Based on users on this site it sure seems like the E-Classic was a big let-down initially.  For the money they seemed to have a lot of issues with the refractories breaking, warping steel in the firebox and some other issues (requiring a paper-clip to run right???).  I think eventually the E-Classic is going to be a great unit and a great replacement for the typical OWB but right now it's just too early in the product life span.

As Solar said I'd seriously consider building a low-end shed and perhaps looking at EKO's, Tarms, Econoburn, etc....


----------



## Hydronics (Jul 24, 2009)

I agree, Even if you only put a roof over an indoor gasifier, you'll probably have less heat loss than an OWB and for the same money. In reality, for any outdoor boiler you want all the wood under a roof so you can access it without getting it or yourself wet.
Good luck.


----------



## SolarAndWood (Jul 24, 2009)

Hydro, do you have pictures of your splitter posted somewhere?


----------



## Hydronics (Jul 24, 2009)

I don't have any pictures. It works great though, with the machine @ idle it will rip through anything.
I don't want to get off topic & hijack this thread. PM me if you need more info.


----------



## heaterman (Jul 24, 2009)

corvett1 said:
			
		

> Does anyone know the differance between the two boilers, good or bad comments. I've read here some people are having problems with the e-classic any problems with the responce 200ssr. I know the indoor boilers are the prefered way to go on this forum, but I have no chimney on my house and the location in my basement I would have to locate the boiler would mean I would have to put a two story stove pipe on the outside of my house which I don't want to do.

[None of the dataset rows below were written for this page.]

// flightrec-core/src/fork.rs
// ============================================================================
// Module: Fork Engine
// Description: Plans a child trace that copies a prefix of a parent's steps.
// Purpose: Validate fork preconditions and compute the new trace/step/
//          snapshot rows a repository must insert inside one transaction.
// Dependencies: std::collections::BTreeMap, serde_json, crate::{error, ids,
//               resolver, snapshot, step, trace}
// ============================================================================

//! ## Overview
//! `plan_fork` is pure: it validates preconditions and mints fresh
//! identifiers but performs no I/O. The repository drives the plan inside a
//! single `do_tx`, feeding it the parent's per-step snapshots looked up
//! ahead of time (snapshots live outside [`crate::resolver::ResolvedTrace`]).

use std::collections::BTreeMap;

use serde::Serialize;
use serde_json::Value;
use serde_json::json;

use crate::error::CoreError;
use crate::ids::{SnapshotId, StepId, TraceId};
use crate::resolver::ResolvedTrace;
use crate::snapshot::Snapshot;
use crate::step::Step;
use crate::trace::{Trace, TraceStatus, Trigger};

/// The new rows a fork must insert, computed ahead of the transaction.
#[derive(Debug, Clone, PartialEq)]
pub struct ForkPlan {
    /// The new child trace row.
    pub new_trace: Trace,
    /// Copied steps, in ascending `step_number` order, with fresh ids.
    pub new_steps: Vec<Step>,
    /// Copied snapshots, keyed by the copied step's fresh id.
    pub new_snapshots: Vec<Snapshot>,
}

/// The caller-facing summary of a completed fork.
#[derive(Debug, Clone, PartialEq, Serialize)]
pub struct ForkResult {
    /// Identifier of the trace that was forked.
    pub original_trace_id: TraceId,
    /// Identifier of the newly created child trace.
    pub forked_trace_id: TraceId,
    /// Step number the fork was taken from.
    pub forked_from_step: u32,
    /// Number of steps copied into the child trace.
    pub steps_copied: u32,
}

/// Plans a fork of `parent` at `from_step`.
///
/// # Errors
///
/// Returns [`CoreError::InvalidInput`] when `from_step` is zero, or
/// [`CoreError::InvalidState`] when `parent` has no steps or `from_step`
/// exceeds its highest step number.
pub fn plan_fork(
    parent: &ResolvedTrace,
    from_step: u32,
    modified_input: Option<Value>,
    modified_env: Option<Value>,
    parent_snapshots: &BTreeMap<u32, Snapshot>,
) -> Result<ForkPlan, CoreError> {
    if from_step == 0 {
        return Err(CoreError::InvalidInput("from_step must be a positive integer".to_string()));
    }
    let max_step = parent.max_step_number().ok_or_else(|| {
        CoreError::InvalidState("cannot fork a trace with zero steps".to_string())
    })?;
    if from_step > max_step {
        return Err(CoreError::InvalidState(format!(
            "from_step {from_step} exceeds parent's highest step number {max_step}"
        )));
    }

    let new_trace_id = TraceId::mint();
    let now = crate::clock::now_iso8601();

    let new_trace = Trace {
        id: new_trace_id.clone(),
        agent_name: parent.trace.agent_name.clone(),
        agent_version: parent.trace.agent_version.clone(),
        trigger: Trigger::Manual,
        status: TraceStatus::Running,
        input: modified_input.unwrap_or_else(|| parent.trace.input.clone()),
        output: None,
        started_at: now.clone(),
        ended_at: None,
        totals: None,
        error: None,
        tags: parent.trace.tags.clone(),
        metadata: json!({
            "forked_from": parent.trace.id.as_str(),
            "forked_at_step": from_step,
        }),
        parent_trace_id: Some(parent.trace.id.clone()),
        forked_from_step: Some(from_step),
        created_at: now,
    };

    let mut new_steps = Vec::new();
    let mut new_snapshots = Vec::new();

    for parent_step in parent.steps.iter().filter(|step| step.step_number <= from_step) {
        let new_step_id = StepId::mint();
        new_steps.push(Step {
            id: new_step_id.clone(),
            trace_id: new_trace_id.clone(),
            ..parent_step.clone()
        });

        if let Some(parent_snapshot) = parent_snapshots.get(&parent_step.step_number) {
            let environment = if parent_step.step_number == from_step {
                modified_env.clone().unwrap_or_else(|| parent_snapshot.environment.clone())
            } else {
                parent_snapshot.environment.clone()
            };
            new_snapshots.push(Snapshot {
                id: SnapshotId::mint(),
                step_id: new_step_id,
                context_window: parent_snapshot.context_window.clone(),
                environment,
                tool_state: parent_snapshot.tool_state.clone(),
                token_count: parent_snapshot.token_count,
            });
        }
    }

    Ok(ForkPlan { new_trace, new_steps, new_snapshots })
}

#[cfg(test)]
mod tests {
    use super::plan_fork;
    use crate::evaluation::Verdict;
    use crate::ids::{StepId, TraceId};
    use crate::resolver::ResolvedTrace;
    use crate::step::{Step, StepType};
    use crate::trace::{Trace, TraceStatus, Trigger};
    use serde_json::json;
    use std::collections::BTreeMap;

    fn three_step_parent() -> ResolvedTrace {
        let trace_id = TraceId::mint();
        let trace = Trace {
            id: trace_id.clone(),
            agent_name: "a".to_string(),
            agent_version: None,
            trigger: Trigger::Manual,
            status: TraceStatus::Completed,
            input: json!({"q": "hi"}),
            output: Some(json!({"a": "bye"})),
            started_at: "2026-01-01T00:00:00Z".to_string(),
            ended_at: Some("2026-01-01T00:01:00Z".to_string()),
            totals: None,
            error: None,
            tags: vec!["t1".to_string()],
            metadata: json!({}),
            parent_trace_id: None,
            forked_from_step: None,
            created_at: "2026-01-01T00:00:00Z".to_string(),
        };
        let steps = (1..=3)
            .map(|n| Step {
                id: StepId::mint(),
                trace_id: trace_id.clone(),
                step_number: n,
                step_type: StepType::Thought,
                name: format!("step-{n}"),
                input: json!({}),
                output: None,
                started_at: "2026-01-01T00:00:00Z".to_string(),
                ended_at: None,
                duration_ms: None,
                tokens_used: None,
                model: None,
                error: None,
                metadata: json!({}),
            })
            .collect();
        ResolvedTrace { trace, steps, verdicts: Vec::<Verdict>::new() }
    }

    #[test]
    fn copies_only_the_prefix_up_to_from_step() {
        let parent = three_step_parent();
        let plan = plan_fork(&parent, 2, None, None, &BTreeMap::new()).expect("plan succeeds");
        assert_eq!(plan.new_steps.len(), 2);
        assert_eq!(plan.new_trace.forked_from_step, Some(2));
        assert_eq!(plan.new_trace.status, TraceStatus::Running);
        assert_eq!(plan.new_trace.parent_trace_id, Some(parent.trace.id.clone()));
    }

    #[test]
    fn rejects_from_step_past_the_end() {
        let parent = three_step_parent();
        let result = plan_fork(&parent, 4, None, None, &BTreeMap::new());
        assert!(result.is_err());
    }

    #[test]
    fn rejects_empty_parent() {
        let mut parent = three_step_parent();
        parent.steps.clear();
        let result = plan_fork(&parent, 1, None, None, &BTreeMap::new());
        assert!(result.is_err());
    }
}
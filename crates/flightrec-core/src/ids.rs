// flightrec-core/src/ids.rs
// ============================================================================
// Module: Trace Engine Identifiers
// Description: Opaque, prefixed string identifiers for every stored entity.
// Purpose: Provide strongly typed, serializable IDs with stable string forms
//          and a collision-resistant minting routine per entity kind.
// Dependencies: serde, crate::mint
// ============================================================================

//! ## Overview
//! Identifiers are opaque and serialize as strings. Each kind mints via
//! [`crate::mint::new_id`] with a fixed short prefix; validation beyond
//! "well-formed opaque string" is not performed here.

use std::fmt;

use serde::Deserialize;
use serde::Serialize;

use crate::mint::new_id;

/// Declares a newtype identifier with the standard string-wrapper API.
macro_rules! opaque_id {
    ($name:ident, $prefix:literal, $doc:literal) => {
        #[doc = $doc]
        #[derive(Debug, Clone, PartialEq, Eq, PartialOrd, Ord, Hash, Serialize, Deserialize)]
        #[serde(transparent)]
        pub struct $name(String);

        impl $name {
            /// Mints a fresh, collision-resistant identifier.
            #[must_use]
            pub fn mint() -> Self {
                Self(new_id($prefix))
            }

            /// Wraps an existing identifier string without minting.
            #[must_use]
            pub fn new(id: impl Into<String>) -> Self {
                Self(id.into())
            }

            /// Returns the identifier as a string slice.
            #[must_use]
            pub fn as_str(&self) -> &str {
                &self.0
            }
        }

        impl fmt::Display for $name {
            fn fmt(&self, f: &mut fmt::Formatter<'_>) -> fmt::Result {
                f.write_str(&self.0)
            }
        }

        impl From<&str> for $name {
            fn from(value: &str) -> Self {
                Self::new(value)
            }
        }

        impl From<String> for $name {
            fn from(value: String) -> Self {
                Self::new(value)
            }
        }
    };
}

opaque_id!(TraceId, "trc", "Opaque identifier for a recorded trace.");
opaque_id!(StepId, "stp", "Opaque identifier for a trace step.");
opaque_id!(SnapshotId, "snp", "Opaque identifier for a step snapshot.");
opaque_id!(EvalId, "evl", "Opaque identifier for an evaluation verdict.");
opaque_id!(PolicyId, "pol", "Opaque identifier for a guardrail policy.");

#[cfg(test)]
mod tests {
    use super::TraceId;

    #[test]
    fn mint_uses_the_expected_prefix() {
        let id = TraceId::mint();
        assert!(id.as_str().starts_with("trc_"));
        assert_eq!(id.as_str().len(), "trc_".len() + 12);
    }

    #[test]
    fn mint_is_not_constant() {
        assert_ne!(TraceId::mint(), TraceId::mint());
    }
}
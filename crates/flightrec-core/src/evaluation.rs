// flightrec-core/src/evaluation.rs
// ============================================================================
// Module: Evaluation Verdict
// Description: The scored outcome of running a rubric, judge, or policy
//              check against a trace.
// Purpose: Define the Verdict entity shared by every evaluator family.
// Dependencies: serde, serde_json, crate::ids
// ============================================================================

//! ## Overview
//! A trace may accumulate any number of verdicts; there is no uniqueness
//! constraint on `evaluator_name`. Every evaluator family (rubric, judge,
//! policy check) writes through the same shape.

use serde::Deserialize;
use serde::Serialize;
use serde_json::Value;

use crate::ids::EvalId;
use crate::ids::TraceId;

/// Which family of evaluator produced a verdict.
#[derive(Debug, Clone, Copy, PartialEq, Eq, Serialize, Deserialize)]
#[serde(rename_all = "snake_case")]
pub enum EvaluatorType {
    /// A deterministic, pattern- or preset-based rubric.
    Rubric,
    /// An external language-model judge.
    LlmJudge,
    /// A guardrail policy check.
    PolicyCheck,
}

/// The scored outcome of an evaluation.
#[derive(Debug, Clone, PartialEq, Serialize, Deserialize)]
pub struct Verdict {
    /// Opaque verdict identifier.
    pub id: EvalId,
    /// Owning trace identifier.
    pub trace_id: TraceId,
    /// Which family of evaluator produced this verdict.
    pub evaluator_type: EvaluatorType,
    /// Name of the specific evaluator (preset name, custom rubric name, or
    /// policy name).
    pub evaluator_name: String,
    /// Numeric score in `[0, 1]`.
    pub score: f64,
    /// Whether the verdict counts as a pass.
    pub passed: bool,
    /// Evaluator-specific supporting details.
    pub details: Value,
    /// Timestamp the evaluation ran, as an ISO-8601 string.
    pub evaluated_at: String,
}

/// Caller-supplied input for `create_eval`.
#[derive(Debug, Clone)]
pub struct EvalInput {
    /// Which family of evaluator produced this verdict.
    pub evaluator_type: EvaluatorType,
    /// Name of the specific evaluator.
    pub evaluator_name: String,
    /// Numeric score; clamped to `[0, 1]` before storage.
    pub score: f64,
    /// Whether the verdict counts as a pass.
    pub passed: bool,
    /// Evaluator-specific supporting details.
    pub details: Value,
}

/// Clamps a raw score into the `[0, 1]` range expected of every verdict.
#[must_use]
pub fn clamp_score(score: f64) -> f64 {
    score.clamp(0.0, 1.0)
}

#[cfg(test)]
mod tests {
    use super::clamp_score;

    #[test]
    fn clamp_score_bounds_to_unit_interval() {
        assert!((clamp_score(-0.5) - 0.0).abs() < f64::EPSILON);
        assert!((clamp_score(1.5) - 1.0).abs() < f64::EPSILON);
        assert!((clamp_score(0.42) - 0.42).abs() < f64::EPSILON);
    }
}
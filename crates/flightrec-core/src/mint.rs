// flightrec-core/src/mint.rs
// ============================================================================
// Module: Identifier Mint
// Description: Random opaque ID generation shared by every identifier kind.
// Purpose: Produce `prefix_<random>` identifiers with a collision space well
//          under the 1e-6-over-1e6 bound.
// Dependencies: rand
// ============================================================================

//! ## Overview
//! IDs are `prefix + '_' + 12 random alphanumeric characters`. Sampling from
//! `rand::distributions::Alphanumeric` over 12 characters gives a collision
//! space of 62^12, far exceeding the required bound across 1e6 IDs.

use rand::Rng;
use rand::distributions::Alphanumeric;
use rand::thread_rng;

/// Length of the random suffix, in characters.
const SUFFIX_LEN: usize = 12;

/// Mints a new opaque identifier with the given short prefix.
#[must_use]
pub fn new_id(prefix: &str) -> String {
    let suffix: String =
        thread_rng().sample_iter(Alphanumeric).take(SUFFIX_LEN).map(char::from).collect();
    format!("{prefix}_{suffix}")
}

#[cfg(test)]
mod tests {
    use super::SUFFIX_LEN;
    use super::new_id;

    #[test]
    fn new_id_has_prefix_and_expected_length() {
        let id = new_id("trc");
        assert!(id.starts_with("trc_"));
        assert_eq!(id.len(), "trc_".len() + SUFFIX_LEN);
    }

    #[test]
    fn new_id_is_alphanumeric_after_prefix() {
        let id = new_id("stp");
        let suffix = &id["stp_".len()..];
        assert!(suffix.chars().all(|c| c.is_ascii_alphanumeric()));
    }
}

I wouldn't recommend either one right now. There's a lot of shaking out to do yet from what I can see in both of those products. Speaking from personal experience with a couple owners of E-Classics, they don't perform anywhere close to what is claimed under field conditions.  There is a lot of new stuff coming on the market and unless it is tried and true technology that's been in use for a while (read something from Europe) I would wait, Econoburn being the exception in US made equipment. 

Take the $$ you would spend on a wood burner and invest in insulation and windows for your house .....unless of course they are already in good shape. That will almost always provide the fastest ROI. Tax credits available for that too.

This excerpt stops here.